## PROVIDED DATA:

● ● ● ●

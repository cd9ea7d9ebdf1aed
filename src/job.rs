use crate::error::{ErrorKind, Result};
use crate::fetch::{Fetched, Fetcher};
use crate::stream::{JobEvent, Signal};
use exn::ResultExt;
use std::path::PathBuf;
use std::sync::Arc;
use tracing::instrument;
use trove_archive::{DEFAULT_ARCHIVE_FORMAT, DEFAULT_ARCHIVE_PREFIX, DownloadArchive};
use trove_config::{OutputConfig, Skip};
use trove_filter::{ErrorKind as FilterErrorKind, FilterPredicate, Predicate, Predicates, RangePredicate, UniquePredicate};
use trove_format::TemplateCache;
use trove_path::{PathFormat, expand_path};
use trove_record::Record;

/// Everything needed to turn a run's records into files: the compiled path
/// format, the predicates deciding which records to keep, and the archive of
/// what was downloaded before.
pub struct Job {
    format: Arc<PathFormat>,
    predicates: Predicates,
    archive: Option<DownloadArchive>,
    skip: Skip,
    part: bool,
    part_directory: Option<PathBuf>,
    offset: u64,
}

impl Job {
    /// Compiles every template and expression in `config` and opens the
    /// archive, if one is configured.
    #[instrument(skip_all)]
    pub async fn new(config: &OutputConfig, cache: &TemplateCache) -> Result<Self> {
        let options = config.path_options().or_raise(|| ErrorKind::Config)?;
        let format = PathFormat::new(&options, cache).or_raise(|| ErrorKind::Config)?;
        let predicates = predicates(config).or_raise(|| ErrorKind::Config)?;
        let archive = match &config.archive {
            Some(path) => {
                let prefix = config.archive_prefix.as_deref().unwrap_or(DEFAULT_ARCHIVE_PREFIX);
                let format = config.archive_format.as_deref().unwrap_or(DEFAULT_ARCHIVE_FORMAT);
                let keygen = DownloadArchive::keygen(cache, prefix, format).or_raise(|| ErrorKind::Config)?;
                let archive = DownloadArchive::open(expand_path(path), keygen).await.or_raise(|| ErrorKind::Archive)?;
                Some(archive)
            },
            None => None,
        };
        tracing::debug!(predicates = predicates.len(), archive = archive.is_some(), "prepared job");
        Ok(Self {
            format: Arc::new(format),
            predicates,
            archive,
            skip: config.skip,
            part: config.part,
            part_directory: config.part_directory.as_deref().map(|dir| PathBuf::from(expand_path(dir))),
            offset: config.offset,
        })
    }

    /// Uses `archive` instead of the configured one.
    pub fn with_archive(mut self, archive: DownloadArchive) -> Self {
        self.archive = Some(archive);
        self
    }

    pub fn format(&self) -> &Arc<PathFormat> {
        &self.format
    }

    pub fn archive(&self) -> Option<&DownloadArchive> {
        self.archive.as_ref()
    }

    pub(crate) fn offset(&self) -> u64 {
        self.offset
    }

    /// Runs one record through the predicates, the archive and the fetcher.
    #[instrument(skip_all, fields(url = %url))]
    pub(crate) async fn handle<F>(&mut self, url: String, record: Record, fetcher: &F) -> JobEvent
    where
        F: Fetcher + ?Sized,
    {
        match self.predicates.check(&url, &record) {
            Ok(true) => {},
            Ok(false) => return JobEvent::Filtered { url },
            Err(err) => {
                let signal = match &*err {
                    FilterErrorKind::Stop => Some(Signal::Stop),
                    FilterErrorKind::Terminate => Some(Signal::Terminate),
                    _ => None,
                };
                return match signal {
                    Some(signal) => JobEvent::Stopped(signal),
                    None => JobEvent::Failed { url, error: err.raise(ErrorKind::Filter) },
                };
            },
        }
        match self.download(&url, record, fetcher).await {
            Ok(event) => event,
            Err(error) => {
                tracing::warn!(error = ?error, "download failed");
                JobEvent::Failed { url, error }
            },
        }
    }

    async fn download<F>(&self, url: &str, mut record: Record, fetcher: &F) -> Result<JobEvent>
    where
        F: Fetcher + ?Sized,
    {
        let url = url.to_string();
        if let Some(archive) = &self.archive
            && archive.check(&mut record).await.or_raise(|| ErrorKind::Archive)?
        {
            return Ok(JobEvent::Archived { url });
        }

        let mut state = self.format.state();
        state.set_directory(&record).or_raise(|| ErrorKind::Path)?;
        state.set_filename(&record).or_raise(|| ErrorKind::Path)?;
        if state.exists().await {
            match self.skip {
                Skip::Skip => {
                    self.archive_add(state.record()).await?;
                    return Ok(JobEvent::Exists { url, path: PathBuf::from(state.path()) });
                },
                Skip::Overwrite => {},
                Skip::Enumerate => state.enum_file().await.or_raise(|| ErrorKind::Path)?,
            }
        }
        let prepared = match self.part {
            true => state.part_enable(self.part_directory.as_deref()),
            false => state.fix_extension(),
        };
        prepared.or_raise(|| ErrorKind::Path)?;

        match fetcher.fetch(&url, &mut state).await? {
            Fetched::Rejected => {
                state.mark_delete();
                state.finalize().await.or_raise(|| ErrorKind::Path)?;
                Ok(JobEvent::Rejected { url })
            },
            Fetched::Complete => {
                state.fix_extension().or_raise(|| ErrorKind::Path)?;
                state.finalize().await.or_raise(|| ErrorKind::Path)?;
                self.archive_add(state.record()).await?;
                tracing::info!(path = %state.path(), "downloaded");
                Ok(JobEvent::Downloaded { url, path: PathBuf::from(state.path()) })
            },
        }
    }

    async fn archive_add(&self, record: &Record) -> Result<()> {
        if let Some(archive) = &self.archive {
            archive.add(record).await.or_raise(|| ErrorKind::Archive)?;
        }
        Ok(())
    }
}

/// Duplicates first, then the filter expression, then the range, so the
/// range counts only records that got past the others.
fn predicates(config: &OutputConfig) -> trove_filter::Result<Predicates> {
    let mut predicates = Predicates::new();
    if config.image_unique {
        predicates.push(UniquePredicate::new());
    }
    if let Some(filter) = &config.image_filter {
        predicates.push(FilterPredicate::new(filter)?);
    }
    if let Some(range) = &config.image_range {
        predicates.push(RangePredicate::new(range)?);
    }
    Ok(predicates)
}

● ● ● ●

## WHAT IS REQUIRED:
Provide the number of lines above in which the word "Fetched" appears, with no further words.

## SOLUTION FOR THIS PROBLEM:
3